Arrivato a San Polo nel mercato invernale della scorsa stagione, Yuri Naplone è un difensore duttile e affidabile, con esperienze importanti in Promozione tra Palombara, Setteville e Villa Adriana. Centrale di ruolo ma capace di ricoprire anche altre posizioni, è pronto a mettere la sua esperienza al servizio della Sanpolese per un campionato che si annuncia molto competitivo.
Yuri, cosa ti ha spinto lo scorso anno a scegliere la Sanpolese e cosa ti ha convinto a restare anche in questa stagione?
«L’anno scorso ho scelto la Sanpolese per la serietà della società e anche un po’ per riscattarmi da una stagione complicata. C’erano state delle problematiche con la squadra, ma ho deciso di rimanere proprio per la serietà che mi era stata dimostrata.
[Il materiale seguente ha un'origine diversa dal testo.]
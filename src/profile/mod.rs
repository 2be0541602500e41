//! Structural profiling of JSON records
//!
//! Counts how often each field path appears, which value types it takes,
//! and recursively profiles structured values.

pub mod accumulator;
pub mod classify;
pub mod finalize;
pub mod policy;
pub mod profiler;

pub use accumulator::{FieldAccumulator, ScopeAccumulator};
pub use classify::{classify, TypeTag};
pub use finalize::{finalize, format_percent};
pub use policy::{MergePolicy, PolicyTable, PICTURE_FIELD, REPOST_FIELD};
pub use profiler::{profile_object, StructureProfiler};
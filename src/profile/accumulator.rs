//! Mutable counters for one profiling run
//!
//! A [`ScopeAccumulator`] holds one nesting level. Entries and child scopes
//! are created on first use through explicit get-or-create accessors.

use super::classify::TypeTag;
use std::collections::HashMap;

/// Counters for a single field within a scope
#[derive(Debug, Default)]
pub struct FieldAccumulator {
    count: usize,
    type_counts: HashMap<TypeTag, usize>,
    children: Option<ScopeAccumulator>,
}

impl FieldAccumulator {
    pub fn new() -> Self {
        Self::default()
    }

    /// Record one occurrence of this field carrying a value of type `tag`
    pub fn observe(&mut self, tag: TypeTag) {
        self.count += 1;
        *self.type_counts.entry(tag).or_insert(0) += 1;
    }

    /// Child scope for this field, created if missing
    pub fn children_mut(&mut self) -> &mut ScopeAccumulator {
        self.children.get_or_insert_with(ScopeAccumulator::new)
    }

    pub fn count(&self) -> usize {
        self.count
    }

    pub fn type_counts(&self) -> &HashMap<TypeTag, usize> {
        &self.type_counts
    }

    pub fn children(&self) -> Option<&ScopeAccumulator> {
        self.children.as_ref()
    }
}

/// One level of the accumulator tree: field name to counters
#[derive(Debug, Default)]
pub struct ScopeAccumulator {
    fields: HashMap<String, FieldAccumulator>,
}

impl ScopeAccumulator {
    pub fn new() -> Self {
        Self::default()
    }

    /// Counters for `name`, created if missing
    pub fn field_mut(&mut self, name: &str) -> &mut FieldAccumulator {
        self.fields
            .entry(name.to_string())
            .or_insert_with(FieldAccumulator::new)
    }

    pub fn field(&self, name: &str) -> Option<&FieldAccumulator> {
        self.fields.get(name)
    }

    pub fn iter(&self) -> impl Iterator<Item = (&String, &FieldAccumulator)> {
        self.fields.iter()
    }

    pub fn len(&self) -> usize {
        self.fields.len()
    }

    pub fn is_empty(&self) -> bool {
        self.fields.is_empty()
    }
}
//! assay-census: Count the sub-keys found under a named field
//!
//! Usage:
//!   # Which keys appear inside every `page_info` object?
//!   assay-census --key page_info full_favorites.json
//!
//!   # Read from stdin with compact output
//!   cat full_favorites.json | assay-census --key media_info --compact
//!
//! Logging goes to stderr at info level. Per-record skip messages are logged
//! at debug level under the `assay` target: `RUST_LOG=assay=debug`.

use anyhow::{Context, Result};
use assay::KeyCensus;
use clap::Parser;
use std::path::PathBuf;
use tracing::info;

#[derive(Parser, Debug)]
#[command(name = "assay-census")]
#[command(about = "Count the keys found under every occurrence of a field", long_about = None)]
struct Args {
    /// Input file (use stdin if omitted)
    #[arg(value_name = "FILE")]
    input: Option<PathBuf>,

    /// Field whose sub-keys are counted
    #[arg(long, short = 'k')]
    key: String,

    /// Compact output (no pretty-printing)
    #[arg(long)]
    compact: bool,
}

fn main() -> Result<()> {
    tracing_subscriber::fmt()
        .with_env_filter(
            tracing_subscriber::EnvFilter::from_default_env()
                .add_directive(tracing::Level::INFO.into()),
        )
        .with_writer(std::io::stderr)
        .init();

    let args = Args::parse();

    let bytes = assay::read_source(args.input.as_deref())?;
    let document = assay::parse_document(&bytes).context("Failed to parse corpus")?;

    let mut census = KeyCensus::new(&args.key);
    census.add_value(&document);
    info!("Found '{}' {} times", args.key, census.matches());

    let output = if args.compact {
        serde_json::to_string(census.counts())?
    } else {
        serde_json::to_string_pretty(census.counts())?
    };
    println!("{}", output);

    Ok(())
}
Quest’anno invece siamo partiti con un obiettivo differente e con giocatori importanti per la categoria: mi sono convinto subito.»
Hai esperienza in categorie superiori: quanto pensi possa essere utile per i tuoi compagni più giovani?
«Negli anni ho avuto la fortuna di giocare con calciatori che avevano fatto categorie superiori e ho cercato di rubare da loro più consigli possibili. Adesso spero di poter riportare quei consigli e aiutare i ragazzi più giovani, come a suo tempo hanno fatto con me.»
Sei un giocatore duttile: quanto ti aiuta questa caratteristica e in quale ruolo ti senti più a tuo agio?
«Sicuramente essere un giocatore duttile può essere un aiuto per il mister e per la squadra. L’anno scorso ci sono state delle necessità che mi hanno portato a giocare in diversi ruoli, ma ho cercato di prenderla come esperienza. Quest’anno credo di poter mettere a frutto quanto imparato. Detto questo, il ruolo che preferisco resta quello di difensore centrale.»
Quali sono i punti di forza della Sanpolese e su cosa bisogna ancora lavorare?
«Il nostro punto di forza sono i giocatori: molti li ho affrontati in categorie superiori e so bene che sono ancora all’altezza di quei livelli. Ci manca ancora un po’ di coesione, perché in pochi avevamo già giocato insieme, ma il mister ci sta aiutando tanto su questo. Inoltre sono capitato in un gruppo dove anche i più esperti si mettono a disposizione della squadra, e questo è molto positivo.»
Il Girone D si preannuncia molto equilibrato: che idea ti sei fatto delle avversarie?
«È un girone molto competitivo, con tante squadre attrezzate per fare il salto di categoria. Ne conosco molte, sia a livello di giocatori che di allenatori. Alla fine la differenza la farà la coesione dei gruppi, perché nelle difficoltà chi saprà restare unito avrà più chance di vincere.»
Da difensore, quanto sarà importante il giusto equilibrio tra solidità e impostazione dal basso?
«Per me la solidità difensiva è fondamentale e quest’anno siamo in un reparto con giocatoriveramente importanti, con il giusto mix di esperienza e dinamismo. Abbiamo la stessa mentalità difensiva e interpretiamo la fase difensiva come lavoro di tutta la squadra. Allo stesso tempo siamo circondati da compagni bravi nell’impostazione, quindi penso che riusciremo a creare il giusto equilibrio.»
Quali obiettivi personali ti sei posto per questa stagione?
«Ho molti sassolini da togliermi dalle scarpe. Voglio dimostrare a chi ha creduto in me, quindi alla società, che hanno fatto bene a darmi fiducia e ringraziarli sul campo. Ma soprattutto voglio dimostrare a chi non ha creduto in me che posso risalire in categorie superiori e togliermi qualche soddisfazione.»
Che messaggio vuoi mandare ai tifosi?
«Spero che possano sostenerci numerosi nel nuovo stadio, che ci darebbe una grande carica. Posso assicurare che darò sempre il massimo per questa maglia e che onorerò i colori della Sanpolese in ogni partita.»